Nessa petição diz-se que “existe vontade e disponibilidade por parte de diversas entidades públicas e privadas, moradores e comerciantes, para encontrar uma solução conjunta que, em paralelo com uma opção comercial, garanta a manutenção de um polo cultural na freguesia do Areeiro”. Os autores do documento, que querem ver o assunto discutido na Assembleia Municipal de Lisboa, apontam como hipótese “a instalação de um cine clube, de uma livraria e de um ponto cultural de debate e participação”.  

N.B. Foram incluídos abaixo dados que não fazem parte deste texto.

//! Transcript parsing stages.
//!
//! The stages run in a fixed order, each consuming the previous one's output:
//!
//! - [`decode`] - lossy UTF-8 decoding that remembers which bytes were damaged
//! - [`locator`] - find timestamp markers and split the text into segments
//! - [`timestamp`] - resolve marker literals (day-first, then month-first)
//! - [`classify`] - decide whether a segment is authored, a notification, or residue
//!
//! [`TranscriptParser`](crate::parser::TranscriptParser) wires them together
//! and builds [`Entry`](crate::Entry) values from the results.

pub mod classify;
pub mod decode;
pub mod locator;
pub mod timestamp;

pub use classify::{Classification, Classifier, ClassifyError, DEFAULT_NOTIFICATION_KEYWORDS};
pub use decode::{LossyText, decode_lossy};
pub use locator::{RawMatch, Segment, TIMESTAMP_PATTERN, locate, split};
pub use timestamp::{DateOrder, resolve_timestamp, try_day_first, try_month_first};
//! CSV output writer.

use std::fs::File;
use std::io::Write;

use crate::Entry;
use crate::core::models::OutputConfig;
use crate::error::ChatlensError;

use super::{TIMESTAMP_FORMAT, selected};

/// Writes entries to CSV with semicolon delimiter.
///
/// # Format
/// - Delimiter: `;`
/// - Columns: `Timestamp`, `Author`, `Body`, plus the derived calendar
///   columns when enabled in `OutputConfig`
/// - Encoding: UTF-8
pub fn write_csv(
    entries: &[Entry],
    output_path: &str,
    config: &OutputConfig,
) -> Result<(), ChatlensError> {
    let file = File::create(output_path)?;
    write_records(entries, file, config)
}

/// Converts entries to a CSV string.
///
/// Same format as `write_csv`, but returns a String instead of writing to file.
pub fn to_csv(entries: &[Entry], config: &OutputConfig) -> Result<String, ChatlensError> {
    let mut buffer = Vec::new();
    write_records(entries, &mut buffer, config)?;
    Ok(String::from_utf8(buffer)?)
}

fn write_records<W: Write>(
    entries: &[Entry],
    sink: W,
    config: &OutputConfig,
) -> Result<(), ChatlensError> {
    let mut writer = csv::WriterBuilder::new().delimiter(b';').from_writer(sink);

    writer.write_record(build_header(config))?;
    for entry in selected(entries, config) {
        writer.write_record(build_record(entry, config))?;
    }

    writer.flush()?;
    Ok(())
}

/// Build CSV header based on output configuration.
fn build_header(config: &OutputConfig) -> Vec<&'static str> {
    let mut header = vec!["Timestamp", "Author", "Body"];

    if config.include_derived {
        header.extend([
            "Year", "MonthNum", "Month", "Day", "DayName", "Date", "Hour", "Minute", "Period",
        ]);
    }

    header
}

/// Build CSV record for a single entry.
fn build_record(entry: &Entry, config: &OutputConfig) -> Vec<String> {
    let mut record = vec![
        entry.timestamp().format(TIMESTAMP_FORMAT).to_string(),
        entry.author().to_string(),
        entry.body().to_string(),
    ];

    if config.include_derived {
        record.extend([
            entry.year().to_string(),
            entry.month_num().to_string(),
            entry.month().to_string(),
            entry.day().to_string(),
            entry.day_name().to_string(),
            entry.specific_date().to_string(),
            entry.hour().to_string(),
            entry.minute().to_string(),
            entry.period().to_string(),
        ]);
    }

    record
}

Também o MaisLisboa, o núcleo lisboeta da associação cívica Mais Democracia, lançou, mas na Internet, um abaixo-assinado intitulado “Não queremos uma Loja dos 300 no Cinema Londres”. Ao fim da tarde de quarta-feira o documento, no qual se diz que a abertura desse negócio vai contribuir para a “degradação de uma das zonas comerciais mais diversificadas e históricas da cidade”, tinha cerca de 330 assinaturas.

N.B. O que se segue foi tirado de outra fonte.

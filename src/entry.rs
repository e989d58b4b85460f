//! The normalized chat record.
//!
//! This module provides [`Entry`], one classified transcript line with its
//! resolved timestamp and every calendar/clock field the analytics need.
//! Entries are produced once by the parser and never mutated afterwards;
//! filtering produces new views over them.
//!
//! # Examples
//!
//! ```
//! use chatlens::Entry;
//! use chrono::NaiveDate;
//!
//! let ts = NaiveDate::from_ymd_opt(2023, 2, 1)
//!     .unwrap()
//!     .and_hms_opt(23, 15, 0)
//!     .unwrap();
//! let entry = Entry::build(ts, "Alice", "hello");
//!
//! assert_eq!(entry.author(), "Alice");
//! assert_eq!(entry.day_name(), "Wednesday");
//! assert_eq!(entry.month(), "February");
//! assert_eq!(entry.period(), "23-00");
//! ```

use std::fmt;

use chrono::{Datelike, Month, NaiveDate, NaiveDateTime, Timelike};
use serde::Serialize;

use crate::parsing::classify::Classification;

const WEEKDAY_NAMES: [&str; 7] = [
    "Monday",
    "Tuesday",
    "Wednesday",
    "Thursday",
    "Friday",
    "Saturday",
    "Sunday",
];

/// Placeholder authors for lines that cannot be attributed to a participant.
///
/// Sentinel entries stay in the record stream so the timeline is complete,
/// but statistics about "active users" must skip them.
#[derive(Debug, Clone, Copy, PartialEq, Eq, Hash, Serialize)]
#[serde(rename_all = "snake_case")]
pub enum Sentinel {
    /// Group service line: joins, leaves, subject changes, encryption notice.
    GroupNotification,
    /// Non-empty line without an author and without notification keywords.
    UnknownUser,
    /// Timestamp marker followed by nothing.
    EmptyMessage,
    /// Segment that could not be classified.
    ErrorProcessing,
}

impl Sentinel {
    /// All sentinel tags, in a fixed order.
    pub const ALL: [Sentinel; 4] = [
        Sentinel::GroupNotification,
        Sentinel::UnknownUser,
        Sentinel::EmptyMessage,
        Sentinel::ErrorProcessing,
    ];

    /// Returns the author tag written into entries.
    pub fn as_str(self) -> &'static str {
        match self {
            Sentinel::GroupNotification => "group_notification",
            Sentinel::UnknownUser => "unknown_user",
            Sentinel::EmptyMessage => "empty_message",
            Sentinel::ErrorProcessing => "error_processing",
        }
    }

    /// Looks up the sentinel whose tag equals `author`.
    pub fn from_author(author: &str) -> Option<Self> {
        Self::ALL.into_iter().find(|s| s.as_str() == author)
    }
}

impl fmt::Display for Sentinel {
    fn fmt(&self, f: &mut fmt::Formatter<'_>) -> fmt::Result {
        f.write_str(self.as_str())
    }
}

/// Returns `true` if `author` is one of the four sentinel tags.
pub fn is_sentinel(author: &str) -> bool {
    Sentinel::from_author(author).is_some()
}

/// Label of the one-hour window starting at `hour`, e.g. `"09-10"`.
///
/// Hour 23 wraps to `"23-00"`.
pub fn hour_bucket(hour: u32) -> String {
    match hour {
        23 => "23-00".to_string(),
        0 => "00-01".to_string(),
        h => format!("{:02}-{:02}", h, h + 1),
    }
}

/// Full English month name for a 1-based month number.
pub fn month_name(month: u32) -> &'static str {
    u8::try_from(month)
        .ok()
        .and_then(|m| Month::try_from(m).ok())
        .map_or("Unknown", |m| m.name())
}

/// A normalized, classified transcript line.
///
/// | Field | Description |
/// |-------|-------------|
/// | `timestamp` | Resolved moment of the timestamp marker |
/// | `author` | Display name, or a [`Sentinel`] tag |
/// | `body` | Message text (empty for `empty_message`) |
/// | `year`, `month_num`, `month`, `day` | Calendar fields |
/// | `day_name`, `specific_date` | Weekday name and calendar date |
/// | `hour`, `minute`, `period` | Clock fields and hour bucket |
///
/// All derived fields are computed once in [`Entry::build`].
#[derive(Debug, Clone, PartialEq, Eq, Serialize)]
pub struct Entry {
    timestamp: NaiveDateTime,
    author: String,
    body: String,
    year: i32,
    month_num: u32,
    month: &'static str,
    day: u32,
    day_name: &'static str,
    specific_date: NaiveDate,
    hour: u32,
    minute: u32,
    period: String,
}

impl Entry {
    /// Builds an entry and derives its calendar and clock fields.
    pub fn build(
        timestamp: NaiveDateTime,
        author: impl Into<String>,
        body: impl Into<String>,
    ) -> Self {
        let date = timestamp.date();
        let hour = timestamp.hour();
        Self {
            timestamp,
            author: author.into(),
            body: body.into(),
            year: date.year(),
            month_num: date.month(),
            month: month_name(date.month()),
            day: date.day(),
            day_name: WEEKDAY_NAMES[date.weekday().num_days_from_monday() as usize],
            specific_date: date,
            hour,
            minute: timestamp.minute(),
            period: hour_bucket(hour),
        }
    }

    /// Builds an entry from a classifier verdict.
    pub fn from_classification(timestamp: NaiveDateTime, classification: Classification) -> Self {
        let (author, body) = classification.into_author_and_body();
        Self::build(timestamp, author, body)
    }

    // =========================================================================
    // Accessors
    // =========================================================================

    pub fn timestamp(&self) -> NaiveDateTime {
        self.timestamp
    }

    pub fn author(&self) -> &str {
        &self.author
    }

    pub fn body(&self) -> &str {
        &self.body
    }

    pub fn year(&self) -> i32 {
        self.year
    }

    pub fn month_num(&self) -> u32 {
        self.month_num
    }

    /// Full month name, e.g. `"March"`.
    pub fn month(&self) -> &'static str {
        self.month
    }

    pub fn day(&self) -> u32 {
        self.day
    }

    /// Full weekday name, e.g. `"Sunday"`.
    pub fn day_name(&self) -> &'static str {
        self.day_name
    }

    pub fn specific_date(&self) -> NaiveDate {
        self.specific_date
    }

    pub fn hour(&self) -> u32 {
        self.hour
    }

    pub fn minute(&self) -> u32 {
        self.minute
    }

    /// Hour bucket label, see [`hour_bucket`].
    pub fn period(&self) -> &str {
        &self.period
    }

    /// Returns the sentinel tag if this entry is not attributed to a participant.
    pub fn sentinel(&self) -> Option<Sentinel> {
        Sentinel::from_author(&self.author)
    }

    /// Returns `true` if the author is a real participant.
    pub fn is_participant(&self) -> bool {
        self.sentinel().is_none()
    }
}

“Naquela zona temos perdido, nos últimos anos, todos os cinemas de qualidade. Primeiro o Quarteto, depois o King e agora o Londres. Só restam os cinemas pipoqueiros”, constata Rui Martins, autor do abaixo-assinado. A proposta do MaisLisboa, explica, é que o antigo cinema na Avenida de Roma seja explorado por “uma cooperativa”, formada por particulares e por entidades públicas, como “centro comunitário”, onde se realizem eventos culturais e onde associações sem sede possam desenvolver a sua actividade.  

Perdeu-se "a melhor sala-estúdio de Lisboa"

“O Londres foi a melhor sala-estúdio de Lisboa”, sintetiza a autora do livro Os Cinemas de Lisboa - Um fenómeno urbano do século XX. Margarida Acciaiuoli recorda que o espaço, inaugurado a 30 de Janeiro de 1972 com o filme Morrer de Amar, de André Cayatte, “foi pensado para ter três funções: ver cinema, jantar no snack-bar e conversar no Pub The Flag, que ficava ao lado”.

No livro, a professora catedrática do departamento de História da Arte da Universidade Nova de Lisboa sublinha que o Londres “afirmava-se como uma alternativa única no panorama dos cinemas da cidade”, tendo conseguido criar “um ambiente propício à apropriação dos filmes, permitindo que os espectadores permanecessem no local depois das sessões”.

“É extraordinário como conseguimos inventar o cinema, um equipamento que não existia noutros séculos, e depois desenvolvemo-lo, demolimo-lo e não fica nada para o século seguinte”, afirma Margarida Acciaiuoli. A professora diz que hoje em dia “as pessoas não vão ao cinema, vão a uma sala onde se passam filmes”. “Ir ao cinema não é como ir ao supermercado, é preciso tempo”, explica, enquadrando o fim do Cinema Londres naquilo que considera ser “uma regressão de civilização”.